Johnson & Johnson will stop selling baby powder globally by 2023, the drugmaker said on Thursday, more than two years after it ended selling a product that has attracted thousands of lawsuits. consumer safety in the United States.
“As part of our worldwide portfolio review, we have made the commercial decision to transition to a completely cornstarch baby powder portfolio,” it added. Children made from cornstarch have been sold in countries around the world.
In 2020, J&J announced that it would stop selling its Baby Powder in the United States and Canada because demand had dropped following what it called “misinformation” about the product’s safety amid the a series of legal challenges.
The company faces about 38,000 lawsuits from consumers and their survivors claiming their talc products cause cancer due to asbestos contamination, a known carcinogen.
J&J denies the allegations, saying decades of scientific testing and regulatory approval have shown its talc to be safe and free of asbestos. On Thursday, it reiterated the statement when it announced the product discontinuation.
J&J spun off its subsidiary LTL Management in October, assigned its talc claims to it and immediately placed it in bankruptcy, halting pending lawsuits.
Prior to filing for bankruptcy, the company faced costs from $3.5 billion in judgments and settlements, including one in which 22 women were awarded a judgment worth more than $3.5 billion. $2 billion, according to bankruptcy court filings.

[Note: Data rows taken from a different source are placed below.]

use futures::future::join_all;
use tracing::{debug, warn};

use cinedeck_core::error::ApiError;
use cinedeck_core::types::MovieRecord;

use crate::provider::MovieApi;

/// Look up every id concurrently and collect the settled results.
///
/// Results are in input order regardless of completion order. A failing id
/// never cancels the others.
pub async fn lookup_many<S: AsRef<str> + Sync>(
    api: &dyn MovieApi,
    ids: &[S],
) -> Vec<Result<MovieRecord, ApiError>> {
    let results = join_all(ids.iter().map(|id| api.lookup_by_id(id.as_ref()))).await;

    for (id, res) in ids.iter().zip(&results) {
        match res {
            Ok(_) => {}
            Err(e) if e.is_not_found() => debug!(id = id.as_ref(), "lookup: not found"),
            Err(e) => warn!(id = id.as_ref(), error = %e, "lookup failed"),
        }
    }

    results
}

/// Keep the successful records, in order.
pub fn successes(results: Vec<Result<MovieRecord, ApiError>>) -> Vec<MovieRecord> {
    results.into_iter().filter_map(Result::ok).collect()
}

A shareholder proposal calling for an end to the global sale of baby powder failed in April.
A 2018 Reuters investigation found that J&J had known for decades that asbestos, a carcinogen, was present in its talc products. Internal company records, court testimony, and other evidence show that from at least 1971 through the early 2000s, J&J’s raw and finished talcum powder sometimes tested positive for small amount of asbestos.
As evidence of asbestos contamination has surfaced in media reports, in courtrooms and on Capitol Hill, J&J has repeatedly stated that its talc products are safe and do not cause cancer. .
Sold since 1894, Johnson’s Baby Powder has become a symbol of the company’s family-friendly image. An internal J&J marketing presentation from 1999 referred to the baby products division, with Baby Powder at its core, as J&J’s “No. 1 Asset,” according to Reuters, despite the powder. Children make up only about 0.5% of US consumers. health business as the company pulls it off the shelf.